During the day, a series of co-ordinated events will be staged. At 6 a.m.,1000 individual pipers in the UK and overseas will commence the day’s commemorations with the traditional Scottish lament played at the end of battle: “Battle’s O’er”. It is one of a series of events developed by the pageantmaster Bruno Peek.
From about 11.30 a.m., in a tribute devised by the filmmaker Danny Boyle, soldiers’ portraits will be drawn on 32 beaches, and then left to wash away by the incoming tide.
At 12.30 p.m., church bells will toll across the country, echoing the day in 1918 when they rang to celebrate the moment the guns fell silent. Portsmouth Cathedral’s bell-tower plans to ring 7000 changes over five hours, representing each of the city’s citizens killed in action.
At St Bartholomew’s, in Butterton, Staffordshire, one of its bells is called the “Thankful Bell”, acknowledging the fact that all 15 of its parishioners who fought in the war survived.
For the bell-ringers at St Illtud’s, Llantwit Major, in south-east Wales, the event will be a special tribute to five of their predecessors who died in the conflict. The Ringing Master for Llantwit, David Bounds, said: “In those days, it was a great honour to be a bell-ringer. There were seven or eight in the team, and it would have been devastating to lose five men from such a small group — they would have been a very close team.”
Also at about 12.30 p.m., the centrepiece of the national commemorations — a People’s Procession — will start in central London. Six bands will play while 10,000 people will walk past the Cenotaph to lay their own wreaths.
At 6.55 p.m., 1000 buglers will sound the Last Post, and at 7 p.m. up to 1300 beacons will be lit, linking Unst, in the Shetland Islands, with Cornwall. At the Tower of London, 10,000 torches will be lit for the final evening in the week-long display “Beyond the Deepening Shadow”, gradually filling the moat with a sea of flames.
Events end shortly after 7 p.m., when 100 town criers in the UK and overseas read the declaration “Cry for Peace Around the World”, written by the Newmarket town crier Brenda Willison.

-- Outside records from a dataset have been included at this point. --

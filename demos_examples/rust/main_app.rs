/// Main application that uses the calculator through process_numbers
use crate::calculator_user::{process_numbers, compute_total};

/// Entry point that calls process_numbers (which calls Calculator::new)
pub fn run_app() {
    let result = process_numbers();
    println!("Result: {}", result);
}

/// Another entry that uses compute_total
pub fn batch_process() {
    let values = vec![1, 2, 3, 4, 5];
    let total = compute_total(&values);
    println!("Total: {}", total);
}
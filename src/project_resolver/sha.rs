//! SHA-256 content hashing for resolution-cache invalidation.

use sha2::{Digest, Sha256};
use std::path::Path;

use super::{ResolutionError, ResolutionResult};

/// Hex-encoded SHA-256 digest of a config file's contents.
#[derive(Debug, Clone, PartialEq, Eq, Hash, serde::Serialize, serde::Deserialize)]
pub struct Sha256Hash(String);

impl Sha256Hash {
    pub fn as_str(&self) -> &str {
        &self.0
    }

    #[cfg(test)]
    pub(crate) fn __for_test(hex: &str) -> Self {
        Self(hex.to_string())
    }
}

impl std::fmt::Display for Sha256Hash {
    fn fmt(&self, f: &mut std::fmt::Formatter<'_>) -> std::fmt::Result {
        f.write_str(&self.0)
    }
}

/// Compute the SHA-256 digest of a file's contents, hex-encoded.
pub fn compute_file_sha(path: &Path) -> ResolutionResult<Sha256Hash> {
    let bytes = std::fs::read(path).map_err(|source| ResolutionError::Read {
        path: path.to_path_buf(),
        source,
    })?;
    let mut hasher = Sha256::new();
    hasher.update(&bytes);
    let digest = hasher.finalize();
    Ok(Sha256Hash(hex_encode(&digest)))
}

fn hex_encode(bytes: &[u8]) -> String {
    use std::fmt::Write;
    let mut s = String::with_capacity(bytes.len() * 2);
    for b in bytes {
        write!(s, "{b:02x}").expect("writing to a String never fails");
    }
    s
}

#[cfg(test)]
mod tests {
    use super::*;
    use std::io::Write;

    #[test]
    fn same_content_same_hash() {
        let dir = tempfile::tempdir().unwrap();
        let path = dir.path().join("a.json");
        let mut f = std::fs::File::create(&path).unwrap();
        f.write_all(b"{\"a\":1}").unwrap();

        let h1 = compute_file_sha(&path).unwrap();
        let h2 = compute_file_sha(&path).unwrap();
        assert_eq!(h1, h2);
    }

    #[test]
    fn different_content_different_hash() {
        let dir = tempfile::tempdir().unwrap();
        let path = dir.path().join("a.json");

        std::fs::write(&path, b"{\"a\":1}").unwrap();
        let h1 = compute_file_sha(&path).unwrap();

        std::fs::write(&path, b"{\"a\":2}").unwrap();
        let h2 = compute_file_sha(&path).unwrap();

        assert_ne!(h1, h2);
    }

    #[test]
    fn missing_file_errors() {
        let path = std::path::Path::new("/definitely/does/not/exist.json");
        assert!(compute_file_sha(path).is_err());
    }
}
//! File system walker for discovering source files to index
//! 
//! This module provides efficient directory traversal with support for:
//! - .gitignore rules
//! - Custom ignore patterns from configuration
//! - Language filtering
//! - Hidden file handling

use ignore::WalkBuilder;
use std::path::{Path, PathBuf};
use std::sync::Arc;
use crate::parsing::Language;
use crate::Settings;

/// Walks directories to find source files to index
pub struct FileWalker {
    settings: Arc<Settings>,
}

impl FileWalker {
    /// Create a new file walker with the given settings
    pub fn new(settings: Arc<Settings>) -> Self {
        Self { settings }
    }
    
    /// Walk a directory and return an iterator of files to index
    pub fn walk(&self, root: &Path) -> impl Iterator<Item = PathBuf> {
        let mut builder = WalkBuilder::new(root);
        
        // Configure the walker
        builder
            .hidden(false) // Don't traverse hidden directories by default
            .git_ignore(true) // Respect .gitignore files
            .git_global(true) // Respect global gitignore
            .git_exclude(true) // Respect .git/info/exclude
            .follow_links(false) // Don't follow symlinks by default
            .max_depth(None) // No depth limit
            .require_git(false); // Allow gitignore to work in non-git directories
            
        builder.add_custom_ignore_filename(".codetrace-ignore");

        // Add custom ignore patterns using overrides
        // This is the correct way to add glob patterns programmatically
        let mut override_builder = ignore::overrides::OverrideBuilder::new(root);
        for pattern in &self.settings.indexing.ignore_patterns {
            // Add as exclusion pattern (prefix with !)
            if let Err(e) = override_builder.add(&format!("!{}", pattern)) {
                eprintln!("Warning: Invalid ignore pattern '{}': {}", pattern, e);
            }
        }
        
        if let Ok(overrides) = override_builder.build() {
            builder.overrides(overrides);
        }
        
        // Get enabled languages for filtering
        let enabled_languages = self.get_enabled_languages();
        
        // Build and filter the walker
        builder.build()
            .filter_map(Result::ok) // Skip files we can't access
            .filter(|entry| entry.file_type().map_or(false, |ft| ft.is_file()))
            .filter_map(move |entry| {
                let path = entry.path();
                
                // Skip hidden files (files starting with .)
                if let Some(file_name) = path.file_name() {
                    if let Some(name_str) = file_name.to_str() {
                        if name_str.starts_with('.') {
                            return None;
                        }
                    }
                }
                
                // Check if this is a supported and enabled language file
                if let Some(language) = Language::from_path(path) {
                    if enabled_languages.contains(&language) {
                        return Some(path.to_path_buf());
                    }
                }
                
                None
            })
    }
    
    /// Get list of enabled languages from settings
    fn get_enabled_languages(&self) -> Vec<Language> {
        vec![Language::JavaScript, Language::TypeScript]
            .into_iter()
            .filter(|&lang| {
                self.settings.languages
                    .get(lang.config_key())
                    .map(|config| config.enabled)
                    .unwrap_or(false)
            })
            .collect()
    }
    
    /// Count files that would be indexed (useful for dry runs)
    pub fn count_files(&self, root: &Path) -> usize {
        self.walk(root).count()
    }
}

#[cfg(test)]
mod tests {
    use super::*;
    use std::fs;
    use tempfile::TempDir;
    
    fn create_test_settings() -> Arc<Settings> {
        Arc::new(Settings::default())
    }

    #[test]
    fn test_walk_directory() {
        let temp_dir = TempDir::new().unwrap();
        let root = temp_dir.path();

        // Create some test files
        fs::write(root.join("main.ts"), "function main() {}").unwrap();
        fs::write(root.join("lib.js"), "function lib() {}").unwrap();
        fs::write(root.join("README.md"), "# Test").unwrap();

        let settings = create_test_settings();
        let walker = FileWalker::new(settings);

        let files: Vec<_> = walker.walk(root).collect();

        // Should find only JS/TS files
        assert_eq!(files.len(), 2);
        assert!(files.iter().any(|p| p.ends_with("main.ts")));
        assert!(files.iter().any(|p| p.ends_with("lib.js")));
    }

    #[test]
    fn test_ignore_hidden_files() {
        let temp_dir = TempDir::new().unwrap();
        let root = temp_dir.path();

        // Create hidden file and visible file
        fs::write(root.join(".hidden.ts"), "function hidden() {}").unwrap();
        fs::write(root.join("visible.ts"), "function visible() {}").unwrap();

        let settings = create_test_settings();
        let walker = FileWalker::new(settings);

        let files: Vec<_> = walker.walk(root).collect();

        // Should only find the visible file (hidden files are filtered out)
        assert_eq!(files.len(), 1);
        assert!(files[0].ends_with("visible.ts"));
    }

    #[test]
    fn test_gitignore_respected() {
        let temp_dir = TempDir::new().unwrap();
        let root = temp_dir.path();

        // Create .gitignore (should work without git init due to require_git(false))
        fs::write(root.join(".gitignore"), "ignored.ts\n").unwrap();

        // Create files
        fs::write(root.join("ignored.ts"), "function ignored() {}").unwrap();
        fs::write(root.join("included.ts"), "function included() {}").unwrap();

        let settings = create_test_settings();
        let walker = FileWalker::new(settings);

        let files: Vec<_> = walker.walk(root).collect();

        // Should only find the included file
        assert_eq!(files.len(), 1);
        assert!(files[0].ends_with("included.ts"));
    }
}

In Scotland, descendants of four brothers killed in the war will join a congregation of 1000 people, including the First Minister, Nicola Sturgeon, and the Princess Royal, at a service at Glasgow Cathedral. Robin Scott-Elliot, a great-grandson of one brother, said: “The impact of their deaths was felt in the family for years: their parents never recovered, and my grandfather, who was a toddler at the time, had to go through life without a father — an experience shared by many.”
Several churches have organised cascading poppy displays based on the 2014 “Weeping Window” at the Tower of London. One, at St Peter’s, Sudbury, Suffolk, is made of 21,000 knitted poppies sent from as far afield as Australia and Denmark, after a Facebook appeal. At Selby Abbey, in North Yorkshire, townsfolk staged a “knitathon” to make 35,000 poppies for a “waterfall” dropping more than 100 feet from its central tower into the churchyard.
On Saturday of last week, Westminster Abbey hosted a service of Remembrance by the Network of Christian Peace Organisations, organised by the Anglican Pacifist Fellowship. It recalled the 17 million deaths that resulted from the war, seven million of which were civilians.
Sunday’s service at St Werburgh’s, Wembury, Plymouth, is dedicated to the South African Native Labour Contingent, which built defences around Plymouth dockyards. The Priest-in-Charge, the Revd Martin Kirkbride, said: “They were kept in prison-like conditions, and were not allowed to mix with the local white population”.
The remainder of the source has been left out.